Individual data points are presented as dots on violin plots showing the probability density distribution of the variables, overlaid with box plots where the boxes were constructed using the minimum, quartiles, median (solid line inside the box) and maximum of these values. The whiskers add 1.5 times the interquartile range (IQR) to the 75th percentile or subtract 1.5 times the IQR from the 25th percentile. (a) Concentrations of SA1P (top hit for sample 1 versus sample 2 segregation) are presented separately for the first and second samples. (b) Concentrations of S1AP in the second sample are shown separately for neuropathy-positive and -negative samples. Day 1 represents the timepoint before starting chemotherapy. Day 2 represents the timepoint after 12 cycles of paclitaxel chemotherapy. The results of the t-test group comparison statistics are given at the top of the graphs. The figure has been created using the R software package (version 4.1.2 for Linux; http://CRAN.R-project.org/, R Development Core Team, 2008) and the R library ‘ggplot2’ (https://cran.r-project.org/package=ggplot2, Wickham, 2009).

Figure 7—figure supplement 1.. Plasma lipids from the independent second patient cohort.

Log10-transformed concentrations of the analyzed lipid mediators presented as violin plots showing the probability density distribution of the variables. The single data points are shown as dots on overlaid on the violin plots. The presentation of the data has been arbitrarily split into two panels to enhance visibility. Sampling day 1 represents the timepoint before starting chemotherapy.

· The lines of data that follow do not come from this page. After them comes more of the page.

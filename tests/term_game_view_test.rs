use stackfall::core::GameState;
use stackfall::term::{FrameBuffer, GameView, Hud, Viewport};
use stackfall::types::{GamePhase, PieceKind};

fn screen_text(fb: &FrameBuffer) -> String {
    let mut all = String::new();
    for y in 0..fb.height() {
        all.push_str(&fb.row_text(y));
        all.push('\n');
    }
    all
}

#[test]
fn term_view_renders_border_corners() {
    let snap = GameState::new(1).snapshot();
    let view = GameView::default();

    // 10 cells * 2 columns plus border => 22 wide, 20 rows plus border => 22 tall.
    let fb = view.render(&snap, Hud::default(), Viewport::new(22, 22));

    assert_eq!(fb.get(0, 0).unwrap().ch, '┌');
    assert_eq!(fb.get(21, 0).unwrap().ch, '┐');
    assert_eq!(fb.get(0, 21).unwrap().ch, '└');
    assert_eq!(fb.get(21, 21).unwrap().ch, '┘');
}

#[test]
fn term_view_renders_locked_cell_as_two_chars_wide() {
    let mut snap = GameState::new(1).snapshot();
    snap.board[19 * 10] = Some(PieceKind::I);
    snap.active = None;
    snap.ghost_row = None;

    let fb = GameView::default().render(&snap, Hud::default(), Viewport::new(22, 22));

    assert_eq!(fb.get(1, 20).unwrap().ch, '█');
    assert_eq!(fb.get(2, 20).unwrap().ch, '█');
    assert_eq!(fb.get(3, 20).unwrap().ch, '·');
}

#[test]
fn term_view_hides_buffer_rows() {
    let mut snap = GameState::new(1).snapshot();
    // Every spawn sits at least partly above row 0.
    let active = snap.active.unwrap();
    assert!(active.cells.iter().any(|&(r, _)| r < 0));
    snap.ghost_row = None;

    let fb = GameView::default().render(&snap, Hud::default(), Viewport::new(22, 22));
    let visible = active.cells.iter().filter(|&&(r, _)| r >= 0).count();
    let blocks = screen_text(&fb).chars().filter(|&c| c == '█').count();
    assert_eq!(blocks, visible * 2);
}

#[test]
fn term_view_draws_side_panel_when_wide_enough() {
    let mut snap = GameState::new(1).snapshot();
    snap.score = 1234;
    snap.lines = 10;
    snap.hold = Some(PieceKind::T);

    let fb = GameView::default().render(&snap, Hud { best: 5000 }, Viewport::new(60, 22));
    let all = screen_text(&fb);

    assert!(all.contains("SCORE"));
    assert!(all.contains("1234"));
    assert!(all.contains("BEST"));
    assert!(all.contains("5000"));
    assert!(all.contains("LINES"));
    assert!(all.contains("HOLD"));
}

#[test]
fn term_view_centers_board_on_tall_viewports() {
    let snap = GameState::new(1).snapshot();
    let fb = GameView::default().render(&snap, Hud::default(), Viewport::new(22, 30));

    // (30 - 22) / 2 = 4
    assert_eq!(fb.get(0, 4).unwrap().ch, '┌');
}

#[test]
fn term_view_shows_game_over() {
    let mut snap = GameState::new(1).snapshot();
    snap.phase = GamePhase::GameOver;
    snap.active = None;

    let fb = GameView::default().render(&snap, Hud::default(), Viewport::new(60, 24));
    assert!(screen_text(&fb).contains("GAME OVER"));
}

Sampling day 2 represents the timepoint after six cycles of paclitaxel chemotherapy. The figure has been created using the R software package (version 4.1.2 for Linux; http://CRAN.R-project.org/ 1) and the R library ‘ggplot2’ (https://cran.r-project.org/package=ggplot2 2).

Figure 8.. Sphingolipids and Ceramides (SPT: Serine palmitoyl-transferase; 3KR: 3-ketosphinganine reductase; SPHK: Sphingosine kinase; CerS: Ceramide synthase; DEGS: Dihydroceramide desaturase, GlCerS: Glucosylceramide synthase; LacCerS: Lactosylceramide synthase; SMS: Sphingomyelin synthase; CDase: Ceramidase).

Structures were drawn with ChemDraw 20.